EXERCISE REQUIREMENTS: Lines from the start of the data through the line containing "const PINCH_SCALE: f32 = 10.0;" must be given again exactly. Leave the others out.

(Stored dataset items)
* * *

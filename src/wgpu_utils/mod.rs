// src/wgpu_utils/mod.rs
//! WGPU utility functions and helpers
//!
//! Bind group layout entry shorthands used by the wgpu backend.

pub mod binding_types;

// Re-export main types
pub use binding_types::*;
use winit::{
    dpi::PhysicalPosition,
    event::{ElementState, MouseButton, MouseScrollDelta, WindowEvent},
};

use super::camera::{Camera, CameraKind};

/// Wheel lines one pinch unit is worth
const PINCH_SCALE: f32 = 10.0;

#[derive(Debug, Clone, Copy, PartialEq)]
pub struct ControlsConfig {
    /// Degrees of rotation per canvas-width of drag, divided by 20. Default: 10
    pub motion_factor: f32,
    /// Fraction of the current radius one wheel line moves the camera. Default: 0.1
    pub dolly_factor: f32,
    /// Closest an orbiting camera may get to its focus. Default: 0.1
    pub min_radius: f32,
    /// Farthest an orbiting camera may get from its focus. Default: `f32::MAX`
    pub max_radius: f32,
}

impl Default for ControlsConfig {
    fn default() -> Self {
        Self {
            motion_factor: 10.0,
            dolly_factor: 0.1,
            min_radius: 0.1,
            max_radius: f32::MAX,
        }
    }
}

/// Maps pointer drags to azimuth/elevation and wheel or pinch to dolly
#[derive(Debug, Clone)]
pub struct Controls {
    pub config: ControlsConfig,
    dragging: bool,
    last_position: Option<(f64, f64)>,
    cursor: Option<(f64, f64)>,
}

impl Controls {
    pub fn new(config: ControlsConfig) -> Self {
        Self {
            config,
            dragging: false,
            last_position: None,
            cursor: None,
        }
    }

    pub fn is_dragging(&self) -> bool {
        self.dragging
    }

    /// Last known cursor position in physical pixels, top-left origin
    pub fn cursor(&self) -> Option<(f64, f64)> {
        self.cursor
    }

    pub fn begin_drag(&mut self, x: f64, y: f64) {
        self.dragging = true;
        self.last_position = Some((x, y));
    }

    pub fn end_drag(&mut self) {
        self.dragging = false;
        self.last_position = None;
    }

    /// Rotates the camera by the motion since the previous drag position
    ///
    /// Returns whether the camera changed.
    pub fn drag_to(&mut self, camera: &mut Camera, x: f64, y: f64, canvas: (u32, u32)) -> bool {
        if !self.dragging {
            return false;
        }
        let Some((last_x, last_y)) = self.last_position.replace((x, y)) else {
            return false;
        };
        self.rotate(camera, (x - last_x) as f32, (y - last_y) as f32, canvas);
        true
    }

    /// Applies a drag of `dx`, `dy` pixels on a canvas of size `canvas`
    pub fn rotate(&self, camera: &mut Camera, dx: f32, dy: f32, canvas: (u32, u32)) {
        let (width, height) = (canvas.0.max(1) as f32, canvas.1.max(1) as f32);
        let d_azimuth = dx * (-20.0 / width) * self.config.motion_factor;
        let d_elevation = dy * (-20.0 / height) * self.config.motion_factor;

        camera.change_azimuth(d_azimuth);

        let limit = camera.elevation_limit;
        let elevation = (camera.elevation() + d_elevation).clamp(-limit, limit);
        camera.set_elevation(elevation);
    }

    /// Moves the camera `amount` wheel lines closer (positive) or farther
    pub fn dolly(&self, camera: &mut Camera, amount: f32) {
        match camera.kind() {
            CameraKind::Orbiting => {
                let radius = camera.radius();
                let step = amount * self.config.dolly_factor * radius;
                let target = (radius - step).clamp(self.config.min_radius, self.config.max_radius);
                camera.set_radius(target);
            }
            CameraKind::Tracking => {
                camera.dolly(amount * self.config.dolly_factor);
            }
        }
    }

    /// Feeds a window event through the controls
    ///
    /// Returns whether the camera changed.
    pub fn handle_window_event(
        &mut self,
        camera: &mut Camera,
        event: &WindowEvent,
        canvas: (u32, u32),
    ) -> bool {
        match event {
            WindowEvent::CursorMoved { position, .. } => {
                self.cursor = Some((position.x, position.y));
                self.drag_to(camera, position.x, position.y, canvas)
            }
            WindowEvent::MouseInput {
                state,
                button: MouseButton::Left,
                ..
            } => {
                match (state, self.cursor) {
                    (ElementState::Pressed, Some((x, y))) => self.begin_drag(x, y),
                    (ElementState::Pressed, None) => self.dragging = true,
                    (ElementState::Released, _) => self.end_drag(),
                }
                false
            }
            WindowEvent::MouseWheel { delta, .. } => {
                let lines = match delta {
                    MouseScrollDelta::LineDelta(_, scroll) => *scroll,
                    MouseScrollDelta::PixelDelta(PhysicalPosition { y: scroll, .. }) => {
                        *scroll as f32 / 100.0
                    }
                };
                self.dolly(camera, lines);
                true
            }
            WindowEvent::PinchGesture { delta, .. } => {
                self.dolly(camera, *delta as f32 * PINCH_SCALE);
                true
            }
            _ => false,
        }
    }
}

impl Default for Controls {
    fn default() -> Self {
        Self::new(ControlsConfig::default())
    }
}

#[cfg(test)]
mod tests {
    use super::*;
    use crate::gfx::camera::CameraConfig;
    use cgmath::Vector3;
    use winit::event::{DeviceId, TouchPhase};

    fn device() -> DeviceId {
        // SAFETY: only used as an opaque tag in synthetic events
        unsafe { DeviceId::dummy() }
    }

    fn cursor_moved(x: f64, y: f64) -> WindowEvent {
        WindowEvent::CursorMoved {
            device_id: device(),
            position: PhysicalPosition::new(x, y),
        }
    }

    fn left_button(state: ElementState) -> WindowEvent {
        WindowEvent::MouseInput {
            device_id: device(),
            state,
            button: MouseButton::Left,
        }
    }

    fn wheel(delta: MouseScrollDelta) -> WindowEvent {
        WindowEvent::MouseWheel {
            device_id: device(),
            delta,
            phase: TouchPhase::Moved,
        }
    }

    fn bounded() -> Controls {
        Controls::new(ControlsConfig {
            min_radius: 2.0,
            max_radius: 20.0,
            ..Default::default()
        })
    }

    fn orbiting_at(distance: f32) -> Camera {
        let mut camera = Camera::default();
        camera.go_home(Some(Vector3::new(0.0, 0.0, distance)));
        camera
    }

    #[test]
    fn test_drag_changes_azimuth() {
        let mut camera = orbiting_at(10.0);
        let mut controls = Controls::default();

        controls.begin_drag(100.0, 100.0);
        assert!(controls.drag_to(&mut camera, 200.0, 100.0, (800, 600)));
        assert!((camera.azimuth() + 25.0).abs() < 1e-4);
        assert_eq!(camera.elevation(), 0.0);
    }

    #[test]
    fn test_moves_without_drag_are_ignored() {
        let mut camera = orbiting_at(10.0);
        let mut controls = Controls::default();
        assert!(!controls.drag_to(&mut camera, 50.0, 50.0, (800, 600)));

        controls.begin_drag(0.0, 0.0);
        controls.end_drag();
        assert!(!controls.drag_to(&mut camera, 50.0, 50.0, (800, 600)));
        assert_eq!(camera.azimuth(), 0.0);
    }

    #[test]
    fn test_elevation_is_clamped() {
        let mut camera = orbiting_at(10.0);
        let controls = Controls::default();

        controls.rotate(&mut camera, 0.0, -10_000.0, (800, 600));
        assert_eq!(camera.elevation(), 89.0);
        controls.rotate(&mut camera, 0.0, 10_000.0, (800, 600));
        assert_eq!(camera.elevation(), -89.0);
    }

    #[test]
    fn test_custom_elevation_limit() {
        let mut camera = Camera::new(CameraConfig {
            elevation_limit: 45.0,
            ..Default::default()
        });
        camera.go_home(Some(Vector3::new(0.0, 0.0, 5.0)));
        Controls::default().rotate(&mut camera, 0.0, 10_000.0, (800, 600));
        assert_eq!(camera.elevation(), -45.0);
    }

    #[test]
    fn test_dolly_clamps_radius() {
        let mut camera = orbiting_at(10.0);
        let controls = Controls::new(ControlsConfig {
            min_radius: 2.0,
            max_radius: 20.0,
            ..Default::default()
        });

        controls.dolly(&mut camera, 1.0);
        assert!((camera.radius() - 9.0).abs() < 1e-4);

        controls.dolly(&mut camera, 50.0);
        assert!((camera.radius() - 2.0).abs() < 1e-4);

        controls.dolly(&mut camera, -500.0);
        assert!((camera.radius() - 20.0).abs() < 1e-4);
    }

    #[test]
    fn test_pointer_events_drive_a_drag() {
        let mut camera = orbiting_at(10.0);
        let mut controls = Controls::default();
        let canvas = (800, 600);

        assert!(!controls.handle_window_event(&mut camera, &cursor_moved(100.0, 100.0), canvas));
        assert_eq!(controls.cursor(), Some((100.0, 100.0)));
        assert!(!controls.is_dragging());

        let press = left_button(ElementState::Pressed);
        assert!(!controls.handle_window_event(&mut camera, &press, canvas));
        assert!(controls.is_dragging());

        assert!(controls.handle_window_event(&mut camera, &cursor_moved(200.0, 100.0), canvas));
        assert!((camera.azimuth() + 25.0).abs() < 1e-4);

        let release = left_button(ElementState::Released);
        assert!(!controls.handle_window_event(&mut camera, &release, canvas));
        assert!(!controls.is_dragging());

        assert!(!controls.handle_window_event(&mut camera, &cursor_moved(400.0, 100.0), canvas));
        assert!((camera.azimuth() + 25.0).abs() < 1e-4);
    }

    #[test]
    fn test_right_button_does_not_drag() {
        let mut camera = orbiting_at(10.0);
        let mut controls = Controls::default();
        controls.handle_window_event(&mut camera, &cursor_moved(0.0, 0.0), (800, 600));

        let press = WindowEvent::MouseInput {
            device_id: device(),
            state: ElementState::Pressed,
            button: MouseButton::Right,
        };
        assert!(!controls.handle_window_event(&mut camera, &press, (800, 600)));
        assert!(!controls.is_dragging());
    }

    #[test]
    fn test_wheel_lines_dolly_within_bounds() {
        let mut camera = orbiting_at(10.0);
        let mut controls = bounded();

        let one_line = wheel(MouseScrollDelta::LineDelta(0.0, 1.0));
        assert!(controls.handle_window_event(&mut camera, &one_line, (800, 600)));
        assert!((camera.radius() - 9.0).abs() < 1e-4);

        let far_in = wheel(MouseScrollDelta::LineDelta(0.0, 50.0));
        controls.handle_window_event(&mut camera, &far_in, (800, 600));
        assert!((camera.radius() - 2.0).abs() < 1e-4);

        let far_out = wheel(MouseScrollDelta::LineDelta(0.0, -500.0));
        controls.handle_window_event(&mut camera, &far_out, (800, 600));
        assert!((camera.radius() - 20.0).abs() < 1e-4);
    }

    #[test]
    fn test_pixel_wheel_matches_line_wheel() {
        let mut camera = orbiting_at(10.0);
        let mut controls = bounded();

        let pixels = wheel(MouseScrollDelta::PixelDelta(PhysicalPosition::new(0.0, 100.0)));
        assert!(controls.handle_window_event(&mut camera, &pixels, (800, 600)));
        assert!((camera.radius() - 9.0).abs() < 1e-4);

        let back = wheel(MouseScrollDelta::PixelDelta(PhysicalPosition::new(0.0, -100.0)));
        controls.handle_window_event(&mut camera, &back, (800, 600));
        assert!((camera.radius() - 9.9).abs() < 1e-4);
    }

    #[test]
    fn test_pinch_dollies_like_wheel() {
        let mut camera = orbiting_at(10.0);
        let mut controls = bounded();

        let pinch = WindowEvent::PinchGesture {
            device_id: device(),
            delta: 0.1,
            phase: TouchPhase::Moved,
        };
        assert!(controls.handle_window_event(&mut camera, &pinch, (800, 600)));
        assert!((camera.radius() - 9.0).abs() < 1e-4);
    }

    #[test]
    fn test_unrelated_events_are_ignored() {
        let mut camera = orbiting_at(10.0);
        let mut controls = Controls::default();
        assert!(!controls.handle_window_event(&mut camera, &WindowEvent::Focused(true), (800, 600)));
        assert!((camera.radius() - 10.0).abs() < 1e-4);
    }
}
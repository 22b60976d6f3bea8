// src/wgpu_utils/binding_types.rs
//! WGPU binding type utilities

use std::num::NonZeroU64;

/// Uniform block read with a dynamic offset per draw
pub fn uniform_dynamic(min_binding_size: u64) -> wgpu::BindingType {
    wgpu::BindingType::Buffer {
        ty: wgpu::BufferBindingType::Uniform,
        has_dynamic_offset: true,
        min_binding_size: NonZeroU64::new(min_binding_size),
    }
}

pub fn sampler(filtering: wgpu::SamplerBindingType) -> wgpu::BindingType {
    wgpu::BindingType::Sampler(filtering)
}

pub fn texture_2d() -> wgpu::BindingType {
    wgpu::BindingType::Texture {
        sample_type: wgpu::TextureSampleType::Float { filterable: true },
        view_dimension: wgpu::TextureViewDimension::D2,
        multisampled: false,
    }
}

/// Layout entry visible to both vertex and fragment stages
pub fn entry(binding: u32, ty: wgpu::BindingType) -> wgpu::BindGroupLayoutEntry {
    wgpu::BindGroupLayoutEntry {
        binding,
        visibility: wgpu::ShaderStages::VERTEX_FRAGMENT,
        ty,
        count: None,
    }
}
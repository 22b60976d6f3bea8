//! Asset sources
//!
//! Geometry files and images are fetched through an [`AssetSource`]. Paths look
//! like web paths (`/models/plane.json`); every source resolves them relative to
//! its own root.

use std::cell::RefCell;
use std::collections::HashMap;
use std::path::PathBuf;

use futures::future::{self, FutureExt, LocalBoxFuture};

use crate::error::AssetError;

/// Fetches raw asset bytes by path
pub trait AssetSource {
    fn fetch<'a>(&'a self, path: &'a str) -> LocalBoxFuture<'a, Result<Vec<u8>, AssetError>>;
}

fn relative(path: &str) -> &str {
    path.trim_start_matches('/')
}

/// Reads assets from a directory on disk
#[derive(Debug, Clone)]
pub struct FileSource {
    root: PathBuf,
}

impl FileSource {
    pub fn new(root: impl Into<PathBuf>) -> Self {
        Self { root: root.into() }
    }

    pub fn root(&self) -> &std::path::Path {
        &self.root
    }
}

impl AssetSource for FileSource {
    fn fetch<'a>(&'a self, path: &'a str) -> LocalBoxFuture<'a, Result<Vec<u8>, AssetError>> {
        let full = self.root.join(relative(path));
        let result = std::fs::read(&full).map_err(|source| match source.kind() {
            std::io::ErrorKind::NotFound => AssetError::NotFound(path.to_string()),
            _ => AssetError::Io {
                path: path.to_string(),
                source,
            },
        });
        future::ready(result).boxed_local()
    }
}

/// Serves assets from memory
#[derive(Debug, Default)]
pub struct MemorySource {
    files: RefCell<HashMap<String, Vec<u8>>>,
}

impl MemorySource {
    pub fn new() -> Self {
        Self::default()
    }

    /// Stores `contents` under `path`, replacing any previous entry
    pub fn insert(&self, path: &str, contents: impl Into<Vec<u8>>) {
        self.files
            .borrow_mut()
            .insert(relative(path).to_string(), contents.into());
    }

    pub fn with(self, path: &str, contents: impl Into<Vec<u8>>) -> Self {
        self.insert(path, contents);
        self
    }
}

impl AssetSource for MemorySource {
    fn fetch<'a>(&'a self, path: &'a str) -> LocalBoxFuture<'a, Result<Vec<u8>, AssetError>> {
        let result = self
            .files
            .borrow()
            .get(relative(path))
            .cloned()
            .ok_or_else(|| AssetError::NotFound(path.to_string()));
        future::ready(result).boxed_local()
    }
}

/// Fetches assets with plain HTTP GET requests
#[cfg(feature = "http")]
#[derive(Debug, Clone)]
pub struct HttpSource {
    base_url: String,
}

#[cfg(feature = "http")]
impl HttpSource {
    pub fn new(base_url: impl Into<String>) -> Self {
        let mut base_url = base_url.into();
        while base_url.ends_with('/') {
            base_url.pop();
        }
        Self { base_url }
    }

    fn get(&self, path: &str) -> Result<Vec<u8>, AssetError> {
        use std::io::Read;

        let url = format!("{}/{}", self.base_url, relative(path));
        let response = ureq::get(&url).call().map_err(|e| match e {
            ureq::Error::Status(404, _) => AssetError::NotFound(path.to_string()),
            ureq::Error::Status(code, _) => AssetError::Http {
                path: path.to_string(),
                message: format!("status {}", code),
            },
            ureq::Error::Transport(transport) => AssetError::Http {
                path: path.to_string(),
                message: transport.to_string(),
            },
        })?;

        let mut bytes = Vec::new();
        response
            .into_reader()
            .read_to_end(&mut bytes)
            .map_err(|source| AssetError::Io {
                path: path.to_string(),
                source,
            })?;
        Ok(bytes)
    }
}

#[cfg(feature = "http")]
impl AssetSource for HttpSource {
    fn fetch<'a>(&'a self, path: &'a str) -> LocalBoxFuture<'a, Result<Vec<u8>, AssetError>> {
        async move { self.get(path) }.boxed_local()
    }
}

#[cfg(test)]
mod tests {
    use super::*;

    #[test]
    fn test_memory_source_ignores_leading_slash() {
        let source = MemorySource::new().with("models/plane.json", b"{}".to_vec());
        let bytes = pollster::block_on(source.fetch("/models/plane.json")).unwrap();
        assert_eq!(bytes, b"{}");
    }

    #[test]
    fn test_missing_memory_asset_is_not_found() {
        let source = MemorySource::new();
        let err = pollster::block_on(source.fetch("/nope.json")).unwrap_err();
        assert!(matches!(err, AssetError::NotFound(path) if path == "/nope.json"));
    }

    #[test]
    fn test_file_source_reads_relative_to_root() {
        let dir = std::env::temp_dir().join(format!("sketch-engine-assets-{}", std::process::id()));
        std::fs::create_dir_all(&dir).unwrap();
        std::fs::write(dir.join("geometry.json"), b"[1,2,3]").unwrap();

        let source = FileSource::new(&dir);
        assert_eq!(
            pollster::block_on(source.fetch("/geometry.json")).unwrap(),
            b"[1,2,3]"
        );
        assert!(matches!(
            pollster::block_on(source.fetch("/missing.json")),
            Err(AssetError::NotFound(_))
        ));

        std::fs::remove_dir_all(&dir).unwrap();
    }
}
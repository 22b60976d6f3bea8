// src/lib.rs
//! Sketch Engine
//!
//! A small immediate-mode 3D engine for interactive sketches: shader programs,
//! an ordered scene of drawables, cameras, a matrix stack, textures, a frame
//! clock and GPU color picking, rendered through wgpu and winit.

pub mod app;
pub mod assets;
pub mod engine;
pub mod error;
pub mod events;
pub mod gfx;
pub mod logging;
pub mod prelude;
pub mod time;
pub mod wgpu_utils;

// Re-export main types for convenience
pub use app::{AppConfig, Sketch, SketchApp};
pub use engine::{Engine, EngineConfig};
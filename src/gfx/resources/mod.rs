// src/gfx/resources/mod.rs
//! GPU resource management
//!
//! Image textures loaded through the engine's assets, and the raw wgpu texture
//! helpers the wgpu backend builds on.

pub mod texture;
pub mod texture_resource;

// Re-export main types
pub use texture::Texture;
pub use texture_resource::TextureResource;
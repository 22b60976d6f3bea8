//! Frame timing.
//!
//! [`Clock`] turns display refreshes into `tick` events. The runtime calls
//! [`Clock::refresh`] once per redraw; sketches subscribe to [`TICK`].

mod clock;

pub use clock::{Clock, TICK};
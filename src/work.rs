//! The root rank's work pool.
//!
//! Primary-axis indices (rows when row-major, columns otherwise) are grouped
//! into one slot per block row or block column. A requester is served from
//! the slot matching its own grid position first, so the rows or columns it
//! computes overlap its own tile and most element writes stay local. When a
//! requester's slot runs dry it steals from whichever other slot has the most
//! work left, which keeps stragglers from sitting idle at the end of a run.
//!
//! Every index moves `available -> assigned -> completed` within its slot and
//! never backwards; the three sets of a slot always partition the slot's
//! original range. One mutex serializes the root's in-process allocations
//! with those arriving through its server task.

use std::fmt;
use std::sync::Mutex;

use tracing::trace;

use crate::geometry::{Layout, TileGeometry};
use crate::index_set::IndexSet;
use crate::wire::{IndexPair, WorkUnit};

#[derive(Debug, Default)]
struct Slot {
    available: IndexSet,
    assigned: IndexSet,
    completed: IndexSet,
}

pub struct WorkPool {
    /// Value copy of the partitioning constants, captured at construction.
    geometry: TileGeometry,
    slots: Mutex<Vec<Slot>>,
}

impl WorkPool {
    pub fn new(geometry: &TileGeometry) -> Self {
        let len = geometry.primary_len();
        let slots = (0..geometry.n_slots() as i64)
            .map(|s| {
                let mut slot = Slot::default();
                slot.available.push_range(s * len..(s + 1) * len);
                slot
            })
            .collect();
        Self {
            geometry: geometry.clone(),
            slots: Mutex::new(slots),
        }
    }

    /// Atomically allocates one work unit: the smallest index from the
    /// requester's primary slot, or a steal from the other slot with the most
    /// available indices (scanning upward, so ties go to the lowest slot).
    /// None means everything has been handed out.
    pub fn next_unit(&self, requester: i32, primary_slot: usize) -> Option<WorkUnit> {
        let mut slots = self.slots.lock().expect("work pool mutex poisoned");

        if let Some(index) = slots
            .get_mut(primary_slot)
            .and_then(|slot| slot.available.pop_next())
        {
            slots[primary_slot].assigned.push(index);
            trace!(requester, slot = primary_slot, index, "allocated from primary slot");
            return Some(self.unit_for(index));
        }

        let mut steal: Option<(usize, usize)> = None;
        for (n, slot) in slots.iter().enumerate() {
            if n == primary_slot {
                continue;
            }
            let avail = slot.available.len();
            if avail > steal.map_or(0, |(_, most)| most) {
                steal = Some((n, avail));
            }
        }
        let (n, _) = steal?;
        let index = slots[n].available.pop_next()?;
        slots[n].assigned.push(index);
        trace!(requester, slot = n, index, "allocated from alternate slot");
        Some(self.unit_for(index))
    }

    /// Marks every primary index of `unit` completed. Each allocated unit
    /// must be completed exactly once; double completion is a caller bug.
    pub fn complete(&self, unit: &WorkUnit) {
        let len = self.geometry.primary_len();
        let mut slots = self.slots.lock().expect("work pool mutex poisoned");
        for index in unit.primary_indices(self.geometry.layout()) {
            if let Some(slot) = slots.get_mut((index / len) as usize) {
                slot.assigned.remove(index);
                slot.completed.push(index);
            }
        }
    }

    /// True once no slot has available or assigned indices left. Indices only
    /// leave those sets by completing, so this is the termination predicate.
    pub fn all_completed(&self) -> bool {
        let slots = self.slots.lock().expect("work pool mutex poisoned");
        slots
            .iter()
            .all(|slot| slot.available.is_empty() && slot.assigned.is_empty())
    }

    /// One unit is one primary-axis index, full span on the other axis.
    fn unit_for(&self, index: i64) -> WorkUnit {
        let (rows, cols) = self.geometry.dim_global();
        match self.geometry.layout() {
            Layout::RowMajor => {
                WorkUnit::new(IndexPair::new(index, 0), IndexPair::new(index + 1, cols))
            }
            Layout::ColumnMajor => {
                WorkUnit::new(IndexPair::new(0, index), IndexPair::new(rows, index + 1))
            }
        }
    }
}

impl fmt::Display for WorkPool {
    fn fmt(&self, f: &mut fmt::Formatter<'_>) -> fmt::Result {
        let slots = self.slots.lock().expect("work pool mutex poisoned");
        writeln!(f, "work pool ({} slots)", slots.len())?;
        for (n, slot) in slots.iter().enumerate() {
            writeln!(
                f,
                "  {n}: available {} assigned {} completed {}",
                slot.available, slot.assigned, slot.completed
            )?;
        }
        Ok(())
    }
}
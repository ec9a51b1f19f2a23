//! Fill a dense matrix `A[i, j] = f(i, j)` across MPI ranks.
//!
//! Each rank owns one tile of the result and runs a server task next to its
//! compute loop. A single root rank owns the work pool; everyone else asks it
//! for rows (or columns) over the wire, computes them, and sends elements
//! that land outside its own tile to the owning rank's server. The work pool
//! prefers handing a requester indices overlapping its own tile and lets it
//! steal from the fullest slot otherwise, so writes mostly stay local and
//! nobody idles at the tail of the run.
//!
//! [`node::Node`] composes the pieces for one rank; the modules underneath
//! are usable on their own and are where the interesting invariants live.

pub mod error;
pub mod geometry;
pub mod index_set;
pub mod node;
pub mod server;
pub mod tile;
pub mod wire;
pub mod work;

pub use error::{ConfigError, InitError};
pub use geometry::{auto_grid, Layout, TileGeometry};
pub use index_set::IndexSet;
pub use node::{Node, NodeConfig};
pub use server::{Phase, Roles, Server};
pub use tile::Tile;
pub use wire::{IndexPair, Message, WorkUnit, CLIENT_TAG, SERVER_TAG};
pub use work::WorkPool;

* * *

EXERCISE OUTPUT:
filename src/wgpu_utils/mod.rs
// src/wgpu_utils/mod.rs
//! WGPU utility functions and helpers
//!
//! Bind group layout entry shorthands used by the wgpu backend.

pub mod binding_types;

// Re-export main types
pub use binding_types::*;
use winit::{
    dpi::PhysicalPosition,
    event::{ElementState, MouseButton, MouseScrollDelta, WindowEvent},
};

use super::camera::{Camera, CameraKind};

/// Wheel lines one pinch unit is worth
const PINCH_SCALE: f32 = 10.0;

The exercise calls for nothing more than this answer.